09/03 2025
365
Early in the evolution of AI, Cloud AI dominated the industry with its immense computational power and centralized data processing capabilities. However, as application scenarios broadened, particularly in IoT, autonomous driving, and industrial control, Cloud AI's limitations became apparent. A study by International Data Corporation (IDC) predicts that global spending on edge computing solutions will reach nearly $261 billion by 2025, with a projected compound annual growth rate (CAGR) of 13.8%, surging to $380 billion by 2028. Retail and service industries will account for the lion's share of investments in edge solutions, comprising nearly 28% of global total expenditures. These figures vividly illustrate the industry's shift from the cloud to the edge.
Concerns are mounting that artificial intelligence is heading towards a bubble. A report titled "The GenAI Divide: The State of Commercial AI in 2025" by the MIT NANDA project revealed that 95% of companies saw minimal productivity gains after developing generative AI tools. Even Sam Altman, CEO of OpenAI, acknowledged investors' overenthusiasm for AI, likening the current market to a bubble.
Nevertheless, insiders argue that such criticism primarily targets the cloud-based AI market and software algorithms.
01 The Necessity of Edge AI Generation
Currently, mainstream large language models on the market, including OpenAI's GPT, Google's Gemini, Anthropic's Claude, and domestically popular DeepSeek, rely heavily on AI cloud computing for generation tasks. This remote server-based model, leveraging its robust computational power, effortlessly handles complex demands such as large-scale model training and high-resolution image synthesis, offering high scalability—from daily Q&A for individual users to batch deployments at the enterprise level, it adapts flexibly to meet diverse user needs.

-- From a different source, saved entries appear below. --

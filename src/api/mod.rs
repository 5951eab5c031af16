pub mod client;

pub use client::{ApiError, Remote};

use anyhow::{anyhow, Result};
use chrono::{DateTime, Duration, NaiveDate, Utc};
use rusqlite::Connection;

use crate::db::repository::CacheRepo;
use crate::models::Surah;
use crate::utils::calendar::RamadanWindow;
use crate::utils::hijri::{convert, HijriInfo};

const HIJRI_MAX_AGE_HOURS: i64 = 24;
const SURAH_MAX_AGE_HOURS: i64 = 1;
const SURAH_CACHE_KEY: &str = "surah:list";

/// Where a looked-up value came from.
#[derive(Debug, Clone, Copy, PartialEq, Eq)]
pub enum Source {
    Cache,
    Network,
    /// Expired cache entry used because the network was unavailable.
    Stale,
    /// Computed on this machine.
    Local,
}

impl Source {
    pub fn label(&self) -> &'static str {
        match self {
            Source::Cache => "cached",
            Source::Network => "online",
            Source::Stale => "cached (stale)",
            Source::Local => "offline",
        }
    }
}

#[derive(Debug, Clone)]
pub struct HijriLookup {
    pub date: NaiveDate,
    pub info: HijriInfo,
    pub source: Source,
}

impl HijriLookup {
    pub fn local(date: NaiveDate, offset_days: i32) -> Self {
        Self {
            date,
            info: convert(date, offset_days),
            source: Source::Local,
        }
    }
}

/// Cache-first resolver for remote data. After one network failure it stops
/// trying for the rest of its lifetime, so a whole calendar of lookups costs
/// at most one timeout when offline.
pub struct Lookup<'a> {
    conn: &'a Connection,
    remote: &'a Remote,
    now: DateTime<Utc>,
    network_ok: bool,
}

impl<'a> Lookup<'a> {
    pub fn new(conn: &'a Connection, remote: &'a Remote) -> Self {
        Self::at(conn, remote, Utc::now())
    }

    pub fn at(conn: &'a Connection, remote: &'a Remote, now: DateTime<Utc>) -> Self {
        Self {
            conn,
            remote,
            now,
            network_ok: remote.is_enabled(),
        }
    }

    fn resolve<T>(
        &mut self,
        key: &str,
        url: &str,
        max_age: Duration,
        parse: fn(&str) -> Result<T, ApiError>,
    ) -> Option<(T, Source)> {
        let cached = CacheRepo::get(self.conn, key).unwrap_or_else(|e| {
            log::warn!("Ignoring unreadable cache entry '{}': {}", key, e);
            None
        });

        if let Some(entry) = cached.as_ref().filter(|c| c.is_fresh(max_age, self.now)) {
            match parse(&entry.body) {
                Ok(value) => {
                    log::debug!("Cache hit for '{}'", key);
                    return Some((value, Source::Cache));
                }
                Err(e) => log::warn!("Discarding cached '{}': {}", key, e),
            }
        }

        if self.network_ok {
            let fetched = self
                .remote
                .fetch_body(url)
                .and_then(|body| parse(&body).map(|value| (body, value)));
            match fetched {
                Ok((body, value)) => {
                    if let Err(e) = CacheRepo::store(self.conn, key, &body, self.now) {
                        log::warn!("Could not cache '{}': {}", key, e);
                    }
                    return Some((value, Source::Network));
                }
                Err(e) => {
                    log::warn!("{}; continuing offline", e);
                    self.network_ok = false;
                }
            }
        }

        let entry = cached?;
        parse(&entry.body).ok().map(|value| (value, Source::Stale))
    }

    /// Hijri date of `date`, shifted by the moon-sighting offset.
    pub fn hijri(&mut self, date: NaiveDate, offset_days: i32) -> HijriLookup {
        let adjusted = date + Duration::days(offset_days as i64);
        let key = format!("gToH:{}", adjusted);
        let url = self.remote.gtoh_url(adjusted);

        self.resolve(&key, &url, Duration::hours(HIJRI_MAX_AGE_HOURS), client::parse_gtoh)
            .map(|(info, source)| HijriLookup { date, info, source })
            .unwrap_or_else(|| HijriLookup::local(date, offset_days))
    }

    /// One lookup per day of the season, in date order.
    pub fn season(&mut self, window: &RamadanWindow, offset_days: i32) -> Vec<HijriLookup> {
        window
            .dates()
            .into_iter()
            .map(|date| self.hijri(date, offset_days))
            .collect()
    }

    pub fn surahs(&mut self) -> Result<Vec<Surah>> {
        let url = self.remote.surah_url();
        self.resolve(
            SURAH_CACHE_KEY,
            &url,
            Duration::hours(SURAH_MAX_AGE_HOURS),
            client::parse_surahs,
        )
        .map(|(list, _)| list)
        .ok_or_else(|| anyhow!("Failed to load surah list"))
    }
}

#[cfg(test)]
mod tests {
    use super::client::fake::*;
    use super::*;
    use crate::config::ApiConfig;
    use crate::db::migrations::run_migrations;
    use crate::utils::calendar::ramadan_window;

    fn setup() -> Connection {
        let conn = Connection::open_in_memory().unwrap();
        run_migrations(&conn).unwrap();
        conn
    }

    fn ymd(y: i32, m: u32, d: u32) -> NaiveDate {
        NaiveDate::from_ymd_opt(y, m, d).unwrap()
    }

    fn remote(transport: &FakeTransport) -> Remote {
        Remote::new(Box::new(transport.clone()), &ApiConfig::default())
    }

    #[test]
    fn test_hijri_network_then_cache() {
        let conn = setup();
        let date = ymd(2025, 3, 1);
        let probe = remote(&FakeTransport::default());
        let transport = FakeTransport::default().with(&probe.gtoh_url(date), &gtoh_body("01", 9, "1446"));
        let remote = remote(&transport);

        let first = Lookup::new(&conn, &remote).hijri(date, 0);
        assert_eq!(first.source, Source::Network);
        assert_eq!((first.info.day, first.info.month, first.info.year), (1, 9, 1446));

        let second = Lookup::new(&conn, &remote).hijri(date, 0);
        assert_eq!(second.source, Source::Cache);
        assert_eq!(second.info, first.info);
        assert_eq!(transport.call_count(), 1);
    }

    #[test]
    fn test_hijri_offset_queries_shifted_date() {
        let conn = setup();
        let transport = FakeTransport::default();
        let remote = remote(&transport);
        Lookup::new(&conn, &remote).hijri(ymd(2025, 3, 1), -1);
        assert_eq!(transport.calls.borrow()[0], remote.gtoh_url(ymd(2025, 2, 28)));
    }

    #[test]
    fn test_hijri_offline_falls_back_to_local() {
        let conn = setup();
        let transport = FakeTransport::default();
        let remote = remote(&transport);
        let lookup = Lookup::new(&conn, &remote).hijri(ymd(2025, 3, 5), 0);
        assert_eq!(lookup.source, Source::Local);
        assert_eq!(lookup.info, convert(ymd(2025, 3, 5), 0));
    }

    #[test]
    fn test_hijri_stale_cache_beats_local() {
        let conn = setup();
        let date = ymd(2025, 3, 1);
        let long_ago = Utc::now() - Duration::days(3);
        CacheRepo::store(&conn, "gToH:2025-03-01", &gtoh_body("30", 8, "1446"), long_ago).unwrap();

        let transport = FakeTransport::default();
        let remote = remote(&transport);
        let lookup = Lookup::new(&conn, &remote).hijri(date, 0);
        assert_eq!(lookup.source, Source::Stale);
        assert_eq!((lookup.info.day, lookup.info.month), (30, 8));
        assert_eq!(transport.call_count(), 1);
    }

    #[test]
    fn test_season_stops_after_first_failure() {
        let conn = setup();
        let transport = FakeTransport::default();
        let remote = remote(&transport);
        let window = ramadan_window(1446, 0);

        let days = Lookup::new(&conn, &remote).season(&window, 0);
        assert_eq!(days.len() as u32, window.len());
        assert!(days.iter().all(|d| d.source == Source::Local && d.info.is_ramadan()));
        assert_eq!(transport.call_count(), 1);
    }

    #[test]
    fn test_disabled_remote_stays_local() {
        let conn = setup();
        let transport = FakeTransport::default();
        let config = ApiConfig {
            enabled: false,
            ..ApiConfig::default()
        };
        let remote = Remote::new(Box::new(transport.clone()), &config);
        let lookup = Lookup::new(&conn, &remote).hijri(ymd(2025, 3, 1), 0);
        assert_eq!(lookup.source, Source::Local);
        assert_eq!(transport.call_count(), 0);
    }

    #[test]
    fn test_surahs_cached_for_an_hour() {
        let conn = setup();
        let probe = remote(&FakeTransport::default());
        let transport = FakeTransport::default().with(&probe.surah_url(), SURAHS_BODY);
        let remote = remote(&transport);
        let now = Utc::now();

        assert_eq!(Lookup::at(&conn, &remote, now).surahs().unwrap().len(), 2);
        Lookup::at(&conn, &remote, now + Duration::minutes(30)).surahs().unwrap();
        assert_eq!(transport.call_count(), 1);
        Lookup::at(&conn, &remote, now + Duration::minutes(90)).surahs().unwrap();
        assert_eq!(transport.call_count(), 2);
    }

    #[test]
    fn test_surahs_unavailable() {
        let conn = setup();
        let remote = remote(&FakeTransport::default());
        let err = Lookup::new(&conn, &remote).surahs().unwrap_err();
        assert_eq!(err.to_string(), "Failed to load surah list");
    }
}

However, in enterprise-level applications or more intricate scenarios, the cloud model's shortcomings emerge: high latency, where response speed for complex tasks is susceptible to network fluctuations; strong network dependence, rendering it unusable in the event of a network disconnection; and critically, data privacy risks—a significant amount of raw data must be uploaded to the cloud for processing, increasing bandwidth costs and potentially leading to data leakage due to transmission or storage vulnerabilities, posing particular challenges in sensitive fields like healthcare and finance.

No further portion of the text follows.